It's not moving - it's going multi-console.

Heck, SE has said that they'll be porting SO4 (not that it's worth it, what a crappy game), Last Remnant (moar liek SaGa Remnant) and Infinite Undiscovery.


----------



## Foxstar (Mar 12, 2009)

Aquin said:


> *nods* Seconded, its all about the money now. Back then it was all about the fun in a game, more then the profit it would make. I don't even think companies listen to fan suggestions like they used to anymore.



Newsflash:It's been about the money from the time Steve Jobs, Nolan Bushnell and Steve Wozniak and the rest of the Atari crew were smoking pot and putting together Pong arcade units in a run down roller skate rink in the fall of 1972. It's ALWAYS been about the money, you silly git. 

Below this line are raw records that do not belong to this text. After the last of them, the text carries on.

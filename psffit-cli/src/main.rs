use clap::Parser;
use psffit::{
    Diagnostics, FitConfig, FitState, GaussianPsf, PeakResult, PeakSeed, PeakStatus, Strategy,
    ZCalibration, ZWidthParams, DEFAULT_CLAMP, MARGIN, NFITTING,
};
use serde::{Deserialize, Serialize};
use std::fs;
use std::path::PathBuf;
use tracing_subscriber::EnvFilter;

const EXAMPLE_JSON: &str = r#"{
  "image_path": "frame.json",
  "peaks_path": "peaks.json",
  "output_path": null,
  "max_iterations": 200,
  "fit": {
    "model": "gaussian_3d",
    "strategy": "levenberg_marquardt",
    "tolerance": 1e-6,
    "margin": 10,
    "clamp": [1000.0, 1.0, 0.3, 1.0, 0.3, 100.0, 0.1]
  }
}"#;

#[derive(Parser, Debug)]
#[command(author, version, about = "psffit CLI (JSON config driven)")]
struct Cli {
    /// Path to the JSON configuration file.
    #[arg(short, long, value_name = "FILE", default_value = "config.json")]
    config: PathBuf,
    /// Print an example config and exit.
    #[arg(long)]
    print_example: bool,
    /// Enable tracing output for performance profiling.
    #[arg(long)]
    trace: bool,
}

#[derive(Debug, Deserialize, Clone, Default)]
enum ModelConfig {
    #[serde(rename = "gaussian_2d_fixed")]
    Gaussian2dFixed,
    #[serde(rename = "gaussian_2d")]
    Gaussian2d,
    #[default]
    #[serde(rename = "gaussian_3d")]
    Gaussian3d,
    #[serde(rename = "gaussian_z")]
    GaussianZ,
}

#[derive(Debug, Deserialize, Clone, Default)]
#[serde(rename_all = "snake_case")]
enum StrategyConfig {
    Original,
    #[default]
    LevenbergMarquardt,
}

impl From<StrategyConfig> for Strategy {
    fn from(value: StrategyConfig) -> Self {
        match value {
            StrategyConfig::Original => Strategy::Original,
            StrategyConfig::LevenbergMarquardt => Strategy::LevenbergMarquardt,
        }
    }
}

#[derive(Debug, Deserialize, Clone, Copy)]
struct ZAxisJson {
    w0: f64,
    c: f64,
    d: f64,
    #[serde(default)]
    a: f64,
    #[serde(default)]
    b: f64,
}

impl From<ZAxisJson> for ZWidthParams {
    fn from(value: ZAxisJson) -> Self {
        ZWidthParams {
            w0: value.w0,
            c: value.c,
            d: value.d,
            a: value.a,
            b: value.b,
        }
    }
}

#[derive(Debug, Deserialize, Clone, Copy)]
struct ZCalibrationJson {
    wx: ZAxisJson,
    wy: ZAxisJson,
    min_z: f64,
    max_z: f64,
}

#[derive(Debug, Deserialize, Clone)]
#[serde(default)]
struct FitConfigJson {
    model: ModelConfig,
    strategy: StrategyConfig,
    tolerance: f64,
    margin: usize,
    clamp: [f64; NFITTING],
    z_calibration: Option<ZCalibrationJson>,
}

impl Default for FitConfigJson {
    fn default() -> Self {
        let cfg = FitConfig::default();
        Self {
            model: ModelConfig::default(),
            strategy: StrategyConfig::default(),
            tolerance: cfg.tolerance,
            margin: MARGIN,
            clamp: DEFAULT_CLAMP,
            z_calibration: None,
        }
    }
}

#[derive(Debug, Deserialize)]
#[serde(default)]
struct Config {
    image_path: String,
    peaks_path: String,
    output_path: Option<String>,
    max_iterations: usize,
    fit: FitConfigJson,
}

impl Default for Config {
    fn default() -> Self {
        Self {
            image_path: String::new(),
            peaks_path: String::new(),
            output_path: None,
            max_iterations: 200,
            fit: FitConfigJson::default(),
        }
    }
}

/// Gain-corrected frame: photon counts plus optional sCMOS calibration.
#[derive(Debug, Deserialize)]
struct FrameJson {
    width: usize,
    height: usize,
    data: Vec<f64>,
    #[serde(default)]
    scmos: Option<Vec<f64>>,
}

#[derive(Debug, Deserialize)]
struct SeedJson {
    height: f64,
    x: f64,
    y: f64,
    #[serde(default)]
    z: f64,
    background: f64,
    sigma_x: f64,
    sigma_y: f64,
}

impl From<&SeedJson> for PeakSeed {
    fn from(value: &SeedJson) -> Self {
        PeakSeed {
            height: value.height,
            x_center: value.x,
            y_center: value.y,
            z_center: value.z,
            background: value.background,
            x_sigma: value.sigma_x,
            y_sigma: value.sigma_y,
            status: PeakStatus::Running,
            error: 0.0,
        }
    }
}

#[derive(Debug, Serialize)]
struct PeakRecord {
    height: f64,
    x: f64,
    y: f64,
    z: f64,
    background: f64,
    sigma_x: f64,
    sigma_y: f64,
    status: String,
    error: f64,
}

impl From<PeakResult> for PeakRecord {
    fn from(value: PeakResult) -> Self {
        let status = match value.status {
            PeakStatus::Running => "running",
            PeakStatus::Converged => "converged",
            PeakStatus::Error => "error",
            PeakStatus::BadPeak => "bad_peak",
        };
        Self {
            height: value.height,
            x: value.x_center,
            y: value.y_center,
            z: value.z_center,
            background: value.background,
            sigma_x: value.x_sigma,
            sigma_y: value.y_sigma,
            status: status.to_string(),
            error: value.error,
        }
    }
}

#[derive(Debug, Serialize)]
struct DiagnosticsRecord {
    n_dposv: u64,
    n_margin: u64,
    n_neg_height: u64,
    n_neg_width: u64,
    n_neg_fi: u64,
    n_non_decr: u64,
    n_iterations: u64,
}

impl From<Diagnostics> for DiagnosticsRecord {
    fn from(value: Diagnostics) -> Self {
        Self {
            n_dposv: value.n_dposv,
            n_margin: value.n_margin,
            n_neg_height: value.n_neg_height,
            n_neg_width: value.n_neg_width,
            n_neg_fi: value.n_neg_fi,
            n_non_decr: value.n_non_decr,
            n_iterations: value.n_iterations,
        }
    }
}

#[derive(Debug, Serialize)]
struct Output {
    peaks: Vec<PeakRecord>,
    diagnostics: DiagnosticsRecord,
    sweeps: usize,
    converged: bool,
}

fn build_model(cfg: &FitConfigJson) -> Result<GaussianPsf, Box<dyn std::error::Error>> {
    Ok(match cfg.model {
        ModelConfig::Gaussian2dFixed => GaussianPsf::fixed_width(),
        ModelConfig::Gaussian2d => GaussianPsf::isotropic(),
        ModelConfig::Gaussian3d => GaussianPsf::independent(),
        ModelConfig::GaussianZ => {
            let zc = cfg
                .z_calibration
                .ok_or("gaussian_z requires fit.z_calibration")?;
            GaussianPsf::z_calibrated(ZCalibration::new(
                zc.wx.into(),
                zc.wy.into(),
                zc.min_z,
                zc.max_z,
            )?)
        }
    })
}

fn main() -> Result<(), Box<dyn std::error::Error>> {
    let cli = Cli::parse();

    if cli.trace {
        tracing_subscriber::fmt()
            .with_env_filter(EnvFilter::from_default_env().add_directive("psffit=info".parse()?))
            .with_target(false)
            .init();
    }

    if cli.print_example {
        println!("{EXAMPLE_JSON}");
        return Ok(());
    }

    let config_text = fs::read_to_string(&cli.config)?;
    let config: Config = serde_json::from_str(&config_text)?;
    if config.image_path.is_empty() || config.peaks_path.is_empty() {
        return Err("image_path and peaks_path must be set in the config".into());
    }
    if config.max_iterations == 0 {
        return Err("max_iterations must be at least 1".into());
    }

    let frame_text = fs::read_to_string(&config.image_path)?;
    let frame: FrameJson = serde_json::from_str(&frame_text)?;
    let scmos = frame
        .scmos
        .unwrap_or_else(|| vec![0.0; frame.width * frame.height]);

    let seeds_text = fs::read_to_string(&config.peaks_path)?;
    let seed_records: Vec<SeedJson> = serde_json::from_str(&seeds_text)?;
    let seeds: Vec<PeakSeed> = seed_records.iter().map(PeakSeed::from).collect();

    let model = build_model(&config.fit)?;
    let mut state = FitState::new(
        model,
        frame.width,
        frame.height,
        &scmos,
        FitConfig {
            tolerance: config.fit.tolerance,
            margin: config.fit.margin,
            strategy: config.fit.strategy.clone().into(),
            clamp: config.fit.clamp,
        },
    )?;
    state.set_image(&frame.data)?;
    state.new_peaks(&seeds)?;

    let mut sweeps = 0;
    while state.unconverged() > 0 && sweeps < config.max_iterations {
        state.iterate();
        sweeps += 1;
    }

    let output = Output {
        peaks: state.results().into_iter().map(PeakRecord::from).collect(),
        diagnostics: state.diagnostics().into(),
        sweeps,
        converged: state.unconverged() == 0,
    };
    let json = serde_json::to_string_pretty(&output)?;

    match config.output_path {
        Some(path) => fs::write(path, json)?,
        None => println!("{json}"),
    }

    Ok(())
}
//! Multi-channel coupled fitting.
//!
//! [`MultiChannelFit`] drives C single-channel fit states in lockstep. Each
//! group of C peaks (one per channel) represents a single emitter seen
//! through affine-mapped views: x, y, z and optionally height are shared
//! across the group after mapping, backgrounds float per channel, and any
//! channel's failure fails the whole group.
//!
//! The affine mappings store their coefficients in `(y, x)` order, so the
//! x/y roles read as transposed wherever a transform is applied. This
//! matches the calibration data layout and is applied literally.

use nalgebra::DVector;

use crate::fit::{solve_spd, FitState, Strategy};
use crate::model::PsfModel;
use crate::peak::{param, PeakResult, PeakSeed, PeakStatus};
use crate::trace::{trace_event, trace_span};
use crate::util::{PsfFitError, PsfFitResult};
use crate::{LAMBDA_DOWN, LAMBDA_UP};

const COUPLED_PARAMS: [usize; 5] = [
    param::HEIGHT,
    param::XCENTER,
    param::YCENTER,
    param::ZCENTER,
    param::BACKGROUND,
];

/// z-dependent per-parameter channel weights.
///
/// Each table is `n_weights * n_channels` with z as the slow axis. The
/// background table is carried for interface parity even though backgrounds
/// currently float independently per channel.
#[derive(Clone, Debug)]
pub struct ChannelWeights {
    /// Background weights.
    pub w_bg: Vec<f64>,
    /// Height weights.
    pub w_h: Vec<f64>,
    /// x weights.
    pub w_x: Vec<f64>,
    /// y weights.
    pub w_y: Vec<f64>,
    /// z weights.
    pub w_z: Vec<f64>,
    /// Number of z samples per table.
    pub n_weights: usize,
}

impl ChannelWeights {
    /// Uniform weights with a single z sample, the coordinator default.
    pub fn uniform(n_channels: usize) -> Self {
        Self {
            w_bg: vec![1.0; n_channels],
            w_h: vec![1.0; n_channels],
            w_x: vec![1.0; n_channels],
            w_y: vec![1.0; n_channels],
            w_z: vec![1.0; n_channels],
            n_weights: 1,
        }
    }
}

And fan suggestions are rarely profitable.


----------



## Digitalpotato (Mar 13, 2009)

Aquin said:


> *nods* Seconded, its all about the money now. Back then it was all about the fun in a game, more then the profit it would make. I don't even think companies listen to fan suggestions like they used to anymore.




It was always about money, I think the only reason some companies try so hard to please their fans is because they always pay up. I bet Valve can just defecate all over a Companion cube with Gordon Freeman slapped on it and their fans will still say it's the best game ever. 

Why do you think they always follow trends and why those obscure games (That often come from Asia) never get localized? It's too risky. Better to have a small staff of people working on a low-budget game than having a localizing-staff large enough to match Palau's population and enough money to pay for another stupid analogy.


----------



## Dragon-Commando (Mar 13, 2009)

I'm gonna have to dissagree about it always being about money. Sure, the money was the reason for selling the game, but alot of older games where made by people who actualy cared about making something a work of art, with a good story line.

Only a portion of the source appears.